Je suis étonnée par votre commentaire sur Bayrou et Le Pen qui n'auraient pas de plumes. Je ne sais pas pour Le Pen, mais j'en douterai fort. Quant à Bayrou il est, selon ses propres soutiens, épaulé tout comme les autres par des communicants. Meilleurs ou, pour cette année, plus motivés... normal, puisqu'il se positionne pour attirer en premier lieu les plus diplômés ou "intellectuels". En tous les cas, et nonobstant vos sympathies filigranées, bravo pour vos sites et vos analyses quantitatives appliquées à la linguistique... A quand une analyse des proximités sociales ?
lels liens des deux dernieres images sont foireux...
L'étude est intéressante !
Il me semble avoir vu dans une émission récemment Olivier Besancenot qui avait fait exactement, au mot près et aux intonations près le même discours, à quelques jours d'intervalle.
En ce qui me concerne, ça ne me choque pas. Un meeting électoral, c'est quoi ? c'est un spectacle, un show. On ne reprochera pas à un chanteur de faire exactement les mêmes concerts sur une même tournée (ce qu'ils font, aux blagues pour meubler entre les chansons près). La nuance, c'est qu' il doit y avoir moins de fans qui font plusieurs meeting.
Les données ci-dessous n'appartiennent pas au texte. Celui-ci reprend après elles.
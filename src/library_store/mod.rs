//! Metadata Record Manager: maps content hashes to stored-file records with
//! reference counts, and songs to the files they reference.

mod models;
mod schema;
mod sqlite_library_store;

pub use models::{Song, SongTags, StoredFile, TechnicalMetadata};
pub use sqlite_library_store::SqliteLibraryStore;

use crate::content_hash::ContentHash;
use anyhow::Result;

/// Outcome of a transactional song delete.
#[derive(Debug, Clone)]
pub struct RemovedSong {
    pub file_hash: ContentHash,
    /// The file's reference count after the decrement.
    pub remaining_references: u32,
}

pub trait LibraryStore: Send + Sync {
    fn find_file_by_hash(&self, hash: &ContentHash) -> Result<Option<StoredFile>>;

    /// Insert a new stored-file record. The reference count starts at zero;
    /// only song creation moves it.
    fn create_file(&self, file: &StoredFile) -> Result<()>;

    /// Insert a song and increment its file's reference count in the same
    /// transaction.
    fn create_song(&self, song: &Song) -> Result<()>;

    fn get_song(&self, id: &str) -> Result<Option<Song>>;

    fn list_songs(&self, library_id: &str) -> Result<Vec<Song>>;

    /// True when the library already holds a song backed by this content.
    fn song_exists_with_hash(&self, library_id: &str, hash: &ContentHash) -> Result<bool>;

    /// Delete a song and decrement its file's reference count in the same
    /// transaction. Returns `None` when no such song exists.
    fn delete_song(&self, id: &str) -> Result<Option<RemovedSong>>;

    /// Files whose reference count has reached zero, eligible for physical
    /// deletion by the sweeper.
    fn list_orphaned_files(&self) -> Result<Vec<StoredFile>>;

    /// Delete a stored-file record, guarded on the reference count still
    /// being zero. Returns false when the record was gone or re-referenced.
    fn delete_file_if_orphaned(&self, hash: &ContentHash) -> Result<bool>;

    /// Sum of `size_bytes` over all stored files, for the quota observer.
    fn total_stored_bytes(&self) -> Result<u64>;
}
//! Local filesystem object store backend.

use super::{
    ByteStream, ObjectMeta, ObjectStore, StorageError, StorageResult, StreamingUpload,
    STREAM_CHUNK_SIZE,
};
use async_trait::async_trait;
use bytes::Bytes;
use futures::TryStreamExt;
use std::path::{Path, PathBuf};
use tokio::fs;
use tokio::io::AsyncWriteExt;
use tokio_util::io::ReaderStream;
use uuid::Uuid;

/// Suffix for staging files of in-flight streaming uploads. Staged files are
/// invisible to `list_objects` and never readable as objects.
const PART_SUFFIX: &str = ".part";

/// Object store rooted at a local directory. Keys map to relative paths;
/// the "bucket" is the root directory itself.
pub struct FilesystemStore {
    root: PathBuf,
}

impl FilesystemStore {
    pub async fn new(root: impl AsRef<Path>) -> StorageResult<Self> {
        let root = root.as_ref().to_path_buf();
        fs::create_dir_all(&root).await?;
        Ok(Self { root })
    }

    /// Resolve a key to a path under the root, rejecting traversal attempts.
    fn key_path(&self, key: &str) -> StorageResult<PathBuf> {
        if key.is_empty() || key.starts_with('/') || key.starts_with('\\') {
            return Err(StorageError::InvalidKey(key.to_string()));
        }
        for component in Path::new(key).components() {
            match component {
                std::path::Component::Normal(_) => {}
                _ => return Err(StorageError::InvalidKey(key.to_string())),
            }
        }
        Ok(self.root.join(key))
    }

    async fn ensure_parent(path: &Path) -> StorageResult<()> {
        if let Some(parent) = path.parent() {
            fs::create_dir_all(parent).await?;
        }
        Ok(())
    }

    fn map_open_err(key: &str, err: std::io::Error) -> StorageError {
        if err.kind() == std::io::ErrorKind::NotFound {
            StorageError::NotFound(key.to_string())
        } else {
            StorageError::Io(err)
        }
    }
}

#[async_trait]
impl ObjectStore for FilesystemStore {
    async fn bucket_exists(&self) -> StorageResult<bool> {
        Ok(fs::try_exists(&self.root).await?)
    }

    async fn make_bucket(&self) -> StorageResult<()> {
        fs::create_dir_all(&self.root).await?;
        Ok(())
    }

    async fn put_object(&self, key: &str, data: Bytes) -> StorageResult<()> {
        let path = self.key_path(key)?;
        Self::ensure_parent(&path).await?;

        // Stage under a unique name and rename so readers never observe a
        // half-written object.
        let staging = path.with_extension(format!("stage-{}", Uuid::new_v4()));
        {
            let mut file = fs::File::create(&staging).await?;
            file.write_all(&data).await?;
            file.flush().await?;
            file.sync_all().await?;
        }
        fs::rename(&staging, &path).await?;
        Ok(())
    }

    async fn put_object_stream(&self, key: &str) -> StorageResult<Box<dyn StreamingUpload>> {
        let path = self.key_path(key)?;
        Self::ensure_parent(&path).await?;

        let part_path = PathBuf::from(format!("{}{}", path.display(), PART_SUFFIX));
        let file = fs::File::create(&part_path).await?;
        Ok(Box::new(FsStreamingUpload {
            file: Some(file),
            part_path,
            final_path: path,
            written: 0,
        }))
    }

    async fn get_object(&self, key: &str) -> StorageResult<ByteStream> {
        let path = self.key_path(key)?;
        let file = fs::File::open(&path)
            .await
            .map_err(|e| Self::map_open_err(key, e))?;

        let stream = ReaderStream::with_capacity(file, STREAM_CHUNK_SIZE).map_err(StorageError::Io);
        Ok(Box::pin(stream))
    }

    async fn stat_object(&self, key: &str) -> StorageResult<ObjectMeta> {
        let path = self.key_path(key)?;
        let metadata = fs::metadata(&path)
            .await
            .map_err(|e| Self::map_open_err(key, e))?;
        Ok(ObjectMeta {
            size: metadata.len(),
            last_modified: metadata.modified().ok().map(Into::into),
        })
    }

    async fn copy_object(&self, dest: &str, src: &str) -> StorageResult<()> {
        let src_path = self.key_path(src)?;
        let dest_path = self.key_path(dest)?;
        Self::ensure_parent(&dest_path).await?;
        fs::copy(&src_path, &dest_path)
            .await
            .map_err(|e| Self::map_open_err(src, e))?;
        Ok(())
    }

    async fn remove_object(&self, key: &str) -> StorageResult<()> {
        let path = self.key_path(key)?;
        match fs::remove_file(&path).await {
            Ok(()) => Ok(()),
            // Deletion is idempotent, matching remote object store semantics.
            Err(e) if e.kind() == std::io::ErrorKind::NotFound => Ok(()),
            Err(e) => Err(StorageError::Io(e)),
        }
    }

    async fn remove_objects(&self, keys: &[String]) -> StorageResult<()> {
        for key in keys {
            self.remove_object(key).await?;
        }
        Ok(())
    }

    async fn list_objects(&self, prefix: &str) -> StorageResult<Vec<String>> {
        let mut keys = Vec::new();
        let mut stack = vec![self.root.clone()];

        while let Some(dir) = stack.pop() {
            let mut entries = match fs::read_dir(&dir).await {
                Ok(entries) => entries,
                Err(e) if e.kind() == std::io::ErrorKind::NotFound => continue,
                Err(e) => return Err(StorageError::Io(e)),
            };
            while let Some(entry) = entries.next_entry().await? {
                let path = entry.path();
                if path.is_dir() {
                    stack.push(path);
                } else if let Ok(rel) = path.strip_prefix(&self.root) {
                    let key = rel
                        .components()
                        .map(|c| c.as_os_str().to_string_lossy())
                        .collect::<Vec<_>>()
                        .join("/");
                    if key.starts_with(prefix) && !key.ends_with(PART_SUFFIX) {
                        keys.push(key);
                    }
                }
            }
        }

        keys.sort();
        Ok(keys)
    }

    fn backend_name(&self) -> &'static str {
        "filesystem"
    }
}

struct FsStreamingUpload {
    file: Option<fs::File>,
    part_path: PathBuf,
    final_path: PathBuf,
    written: u64,
}

#[async_trait]
impl StreamingUpload for FsStreamingUpload {
    async fn write(&mut self, chunk: Bytes) -> StorageResult<()> {
        let file = self
            .file
            .as_mut()
            .ok_or_else(|| StorageError::Backend("write after finish/abort".to_string()))?;
        file.write_all(&chunk).await?;
        self.written += chunk.len() as u64;
        Ok(())
    }

    async fn finish(mut self: Box<Self>) -> StorageResult<u64> {
        let mut file = self
            .file
            .take()
            .ok_or_else(|| StorageError::Backend("finish after abort".to_string()))?;
        file.flush().await?;
        file.sync_all().await?;
        drop(file);
        fs::rename(&self.part_path, &self.final_path).await?;
        Ok(self.written)
    }

    async fn abort(mut self: Box<Self>) -> StorageResult<()> {
        self.file.take();
        match fs::remove_file(&self.part_path).await {
            Ok(()) => Ok(()),
            Err(e) if e.kind() == std::io::ErrorKind::NotFound => Ok(()),
            Err(e) => Err(StorageError::Io(e)),
        }
    }
}

impl Drop for FsStreamingUpload {
    fn drop(&mut self) {
        // Dropped without finish(): the task driving the upload was cancelled
        // (client disconnect). Discard the staging file so no partial object
        // survives.
        if self.file.take().is_some() {
            let _ = std::fs::remove_file(&self.part_path);
        }
    }
}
Leila> Non, j'ai enquêté dans les entourages. Tout le monde confirme que le Pen et Bayrou écrivent leurs discours. Très souvent il les improvisent, d'ailleurs (point commun avec Bové, Besancenot, et Villiers). Cela ne veut pas dire qu'ils n'ont pas de conseiller, et fort heureusement. Même Bové a des conseillers. Cela ne veut pas forcément dire des spécialistes en marketing.
Quent à mes sympathies, vous avez peut-être trouvé une sorte de palimspseste électronique entre les lignes de ce que j'ai écrit...
Tanguy> Oui, je suis en train de travailler à cette matrice de similarité entre candidats. Mais il y a différentes façons de faire, et ça demande un peu de réflexion pour ne pas dire des bêtises. Et en tout cas, vous avez raison, on ne peut pas utiliser des heptagrammes, dont la redondance est pratiquement inexistance entre candidats.
Merci pour ces réponses toujours aussi instructives. Je n'avais pas noté ce paradoxe "idées changeantes = copié/collé".
Vivement dimanche mais plus ça va et plus je me dis que ni Sarkozy ni Ségolène ne seront au second tour ...
Bonjour,
L'étude est intéressante. Je me demandais s'il existait un travail semblable sur les discours en période pré-électorale: 95 et 2002. Je recherche à la fois des références bibliographiques sur la question et des corpus représentatifs de ces 2 périodes.